Shigeki Matsuda, Kuldip Paliwal, Satoshi Nakamura
A Study of Speech Recognition based on
Segmental Feature Model
Abstract:We introduce a segmental feature model (SFM) that represents temporal relationships between
feature vectors. A feature vector sequence can be divided into most likely periods by using the
conventional HMM. In the conventional HMM, temporal relationships between these periods
are represented, because the conventional HMM consists of plural states connected temporarily.
However, temporal relationships between feature vectors in each period is not modeled. If the
temporal relationships between the feature vectors are modeled, it is considered that feature vector
sequences can be modeled more efficiently than the conventional HMM.

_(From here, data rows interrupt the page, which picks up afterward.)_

//! SearchChat Server

use std::net::SocketAddr;
use std::path::PathBuf;
use std::time::Duration;

use clap::Parser;
use tokio::net::TcpListener;
use tracing::info;
use tracing_subscriber::EnvFilter;

use searchchat_core::{FallbackPolicy, SystemPrompt, DEFAULT_HISTORY_LIMIT};
use searchchat_server::{http, AppState, Config, ConfigError};

/// SearchChat HTTP server.
#[derive(Parser, Debug)]
#[command(name = "searchchat-server", about = "Chat front door for a web-search-enabled model")]
struct Args {
    /// HTTP server address
    #[arg(long, env = "SEARCHCHAT_HTTP_ADDR", default_value = "127.0.0.1:3000")]
    http_addr: String,

    /// Provider API key
    #[arg(long, env = "OPENAI_API_KEY", hide_env_values = true)]
    api_key: Option<String>,

    /// Model identifier
    #[arg(long, env = "SEARCHCHAT_MODEL", default_value = "gpt-4o")]
    model: String,

    /// Provider API base URL
    #[arg(long, env = "OPENAI_BASE_URL", default_value = "https://api.openai.com/v1")]
    api_base_url: String,

    /// Maximum number of transcript messages kept between turns
    #[arg(long, env = "SEARCHCHAT_HISTORY_LIMIT", default_value_t = DEFAULT_HISTORY_LIMIT)]
    history_limit: usize,

    /// Timeout for a single provider call in seconds
    #[arg(long, env = "SEARCHCHAT_REQUEST_TIMEOUT_SECS", default_value = "120")]
    request_timeout_secs: u64,

    /// Leave turns answered with the fallback text out of the transcript
    #[arg(long, env = "SEARCHCHAT_SKIP_FALLBACK_TURNS")]
    skip_fallback_turns: bool,

    /// Replace the base system instruction
    #[arg(long, env = "SEARCHCHAT_SYSTEM_PROMPT")]
    system_prompt: Option<String>,

    /// File holding the time-context template
    #[arg(long, env = "SEARCHCHAT_TIME_CONTEXT_TEMPLATE")]
    time_context_template: Option<PathBuf>,
}

impl Args {
    fn into_config(self) -> Result<Config, ConfigError> {
        let mut prompt = match self.system_prompt {
            Some(base) => SystemPrompt::new(base),
            None => SystemPrompt::default(),
        };

        if let Some(path) = self.time_context_template {
            let template =
                std::fs::read_to_string(&path).map_err(|source| ConfigError::ReadFile {
                    path: path.display().to_string(),
                    source,
                })?;
            prompt = prompt.with_time_context_template(template.trim_end());
        }

        let fallback_policy = if self.skip_fallback_turns {
            FallbackPolicy::Skip
        } else {
            FallbackPolicy::Record
        };

        Ok(Config {
            http_bind_addr: self.http_addr,
            api_key: self.api_key,
            model: self.model,
            api_base_url: self.api_base_url,
            request_timeout: Duration::from_secs(self.request_timeout_secs),
            history_limit: self.history_limit,
            fallback_policy,
            prompt,
        })
    }
}

#[tokio::main]
async fn main() -> Result<(), Box<dyn std::error::Error>> {
    // Initialize tracing
    tracing_subscriber::fmt()
        .with_env_filter(
            EnvFilter::try_from_default_env().unwrap_or_else(|_| {
                EnvFilter::new("searchchat_server=info,searchchat_core=info,tower_http=info")
            }),
        )
        .with_target(true)
        .init();

    // Load config
    let config = Args::parse().into_config()?;
    config.validate()?;
    let http_addr: SocketAddr = config.http_bind_addr.parse()?;

    info!(
        http_addr = %http_addr,
        model = %config.model,
        history_limit = config.history_limit,
        fallback_policy = ?config.fallback_policy,
        "Starting SearchChat server"
    );

    // Create shared state and router
    let state = AppState::from_config(&config);
    let router = http::create_router(state);

    // Start HTTP server
    let listener = TcpListener::bind(http_addr).await?;
    info!("HTTP server listening on {}", http_addr);

    axum::serve(listener, router).await?;

    Ok(())
}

The SFM calculate a probability of a fixed-dimension segmental feature vector, the segmental
feature vector is extracted from a variable-length period that is allocated to each state in the SFM.

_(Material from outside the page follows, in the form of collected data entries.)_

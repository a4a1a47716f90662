//! Chat message types for conversation history.

use serde::{Deserialize, Serialize};
use serde_json::Value;

/// Role of a message in the conversation.
#[derive(Debug, Clone, Copy, PartialEq, Eq, Hash, Serialize, Deserialize)]
#[serde(rename_all = "lowercase")]
pub enum ChatRole {
    /// System message (instructions).
    System,
    /// User message (input/prompt).
    User,
    /// Assistant message (response).
    Assistant,
}

impl ChatRole {
    /// Wire name of the role.
    pub fn as_str(&self) -> &'static str {
        match self {
            ChatRole::System => "system",
            ChatRole::User => "user",
            ChatRole::Assistant => "assistant",
        }
    }

    fn parse(s: &str) -> Option<Self> {
        match s {
            "system" => Some(ChatRole::System),
            "user" => Some(ChatRole::User),
            "assistant" => Some(ChatRole::Assistant),
            _ => None,
        }
    }
}

/// A message in the conversation history.
///
/// Holding one of these means the content is known to be text.
#[derive(Debug, Clone, PartialEq, Eq, Serialize, Deserialize)]
pub struct ChatMessage {
    /// Role of this message.
    pub role: ChatRole,
    /// Message content.
    pub content: String,
}

impl ChatMessage {
    /// Create a new chat message.
    pub fn new(role: ChatRole, content: impl Into<String>) -> Self {
        Self {
            role,
            content: content.into(),
        }
    }

    /// Create a user message.
    pub fn user(content: impl Into<String>) -> Self {
        Self::new(ChatRole::User, content)
    }

    /// Create an assistant message.
    pub fn assistant(content: impl Into<String>) -> Self {
        Self::new(ChatRole::Assistant, content)
    }

    /// Create a system message.
    pub fn system(content: impl Into<String>) -> Self {
        Self::new(ChatRole::System, content)
    }
}

/// Why an untrusted history entry was dropped.
#[derive(Debug, Clone, PartialEq, Eq)]
pub enum Rejection {
    /// The entry is null or not a JSON object.
    NotAnObject,
    /// The entry has no `content` field.
    MissingContent,
    /// `content` is explicitly null.
    NullContent,
    /// `content` is present but not a string.
    NonTextContent,
    /// `role` is missing or not one of system/user/assistant.
    ///
    /// Entries with text content but a role such as "tool" are dropped here,
    /// not forwarded.
    InvalidRole,
}

impl Rejection {
    /// Short reason used in log fields.
    pub fn as_str(&self) -> &'static str {
        match self {
            Rejection::NotAnObject => "not_an_object",
            Rejection::MissingContent => "missing_content",
            Rejection::NullContent => "null_content",
            Rejection::NonTextContent => "non_text_content",
            Rejection::InvalidRole => "invalid_role",
        }
    }
}

/// A history record as received from the presentation layer.
///
/// Deserializes from any JSON value so that one bad entry cannot fail the
/// whole request; call [`HistoryEntry::validate`] to get a [`ChatMessage`].
#[derive(Debug, Clone, PartialEq, Serialize, Deserialize)]
#[serde(transparent)]
pub struct HistoryEntry(Value);

impl HistoryEntry {
    /// Wrap a raw JSON value.
    pub fn new(value: Value) -> Self {
        Self(value)
    }

    /// Validate the entry into a [`ChatMessage`] or say why it was rejected.
    pub fn validate(&self) -> Result<ChatMessage, Rejection> {
        let obj = self.0.as_object().ok_or(Rejection::NotAnObject)?;

        let content = match obj.get("content") {
            None => return Err(Rejection::MissingContent),
            Some(Value::Null) => return Err(Rejection::NullContent),
            Some(Value::String(s)) => s,
            Some(_) => return Err(Rejection::NonTextContent),
        };

        let role = obj
            .get("role")
            .and_then(Value::as_str)
            .and_then(ChatRole::parse)
            .ok_or(Rejection::InvalidRole)?;

        Ok(ChatMessage::new(role, content.clone()))
    }
}

impl From<ChatMessage> for HistoryEntry {
    fn from(msg: ChatMessage) -> Self {
        Self(serde_json::json!({
            "role": msg.role.as_str(),
            "content": msg.content,
        }))
    }
}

We propose a segmental feature vector based on average values. The segmental feature vector can
calculate temporal covariances. And, we propose a new SFM that has variances in a segment
(period), to reduce missmatches between a feature vector sequence and a segmental feature vector.

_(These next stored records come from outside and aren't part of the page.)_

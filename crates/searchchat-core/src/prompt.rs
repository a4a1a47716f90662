//! System instruction injected at the head of every request.

use crate::time_context::UserDateTime;

/// Default base instruction.
pub const DEFAULT_BASE_INSTRUCTION: &str = "You are a helpful assistant with web search capabilities. When you need current information, facts, or data that might be outdated in your training, use web search to find up-to-date information.";

/// Default time-context block.
///
/// Placeholders: `{local_date_time}`, `{timezone}`, `{timestamp}`, `{unix_timestamp}`.
pub const DEFAULT_TIME_CONTEXT_TEMPLATE: &str = "IMPORTANT: Current date and time information for the user:
- Local date/time: {local_date_time}
- Timezone: {timezone}
- ISO timestamp: {timestamp}
- Unix timestamp: {unix_timestamp}

When the user asks about \"tonight\", \"today\", \"tomorrow\", etc., use the date/time information above to determine what they mean. For example, if they ask \"who's playing in the NBA tonight?\", use the local date/time to determine which date \"tonight\" refers to, then use web search to find \"NBA games [specific date]\" or \"NBA schedule [specific date]\". Always provide direct answers using web search results - don't ask the user for clarification when you have the date/time information and can search for the answer.";

/// Builder for the system-role entry.
#[derive(Debug, Clone, PartialEq, Eq)]
pub struct SystemPrompt {
    /// Instruction sent on every turn.
    pub base_instruction: String,

    /// Block appended only when the user's time context is known.
    pub time_context_template: String,
}

impl SystemPrompt {
    /// Create a prompt with a custom base instruction and the default time block.
    pub fn new(base_instruction: impl Into<String>) -> Self {
        Self {
            base_instruction: base_instruction.into(),
            time_context_template: DEFAULT_TIME_CONTEXT_TEMPLATE.to_string(),
        }
    }

    /// Replace the time-context template.
    pub fn with_time_context_template(mut self, template: impl Into<String>) -> Self {
        self.time_context_template = template.into();
        self
    }

    /// Render the full system instruction.
    pub fn render(&self, time: Option<&UserDateTime>) -> String {
        match time {
            Some(time) => format!(
                "{}\n\n{}",
                self.base_instruction,
                self.render_time_context(time)
            ),
            None => self.base_instruction.clone(),
        }
    }

    fn render_time_context(&self, time: &UserDateTime) -> String {
        self.time_context_template
            .replace("{local_date_time}", &time.local_date_time)
            .replace("{timezone}", &time.timezone)
            .replace("{timestamp}", &time.timestamp)
            .replace("{unix_timestamp}", &time.unix_timestamp)
    }
}

impl Default for SystemPrompt {
    fn default() -> Self {
        Self::new(DEFAULT_BASE_INSTRUCTION)
    }
}
//! Core domain errors.

use thiserror::Error;

/// Core domain errors for SearchChat.
#[derive(Debug, Clone, PartialEq, Eq, Error)]
pub enum CoreError {
    /// The new user message is missing or blank.
    #[error("Message is required")]
    EmptyMessage,

    /// Invalid configuration value.
    #[error("Invalid configuration: {0}")]
    InvalidConfig(String),
}

/// Failures talking to the remote model provider.
#[derive(Debug, Clone, PartialEq, Eq, Error)]
pub enum ProviderError {
    /// The request never produced an HTTP response (DNS, TLS, timeout, ...).
    #[error("{0}")]
    Transport(String),

    /// The provider answered with a non-success status.
    #[error("provider returned {status}: {message}")]
    Status { status: u16, message: String },

    /// The provider answered with a body we could not decode.
    #[error("invalid provider response: {0}")]
    Decode(String),
}

/// Errors that end a turn without an answer.
#[derive(Debug, Clone, PartialEq, Eq, Error)]
pub enum TurnError {
    /// Rejected before any provider call.
    #[error(transparent)]
    Validation(#[from] CoreError),

    /// The provider call failed.
    #[error(transparent)]
    Provider(#[from] ProviderError),
}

For the SFM using the segmental feature vector based on average values, we performed speech
recognition experiments of a phoneme classification and a continuous phoneme recognition. The
SFMs achieved higher recognition rates than conventional HMMs in the phoneme classification
experiments. However, in the continuous phoneme classification experiments, the SFMs got lower
recognition rates than conventional HMMs. It is considered that the SFM does not estimate
phoneme boundaries rightly.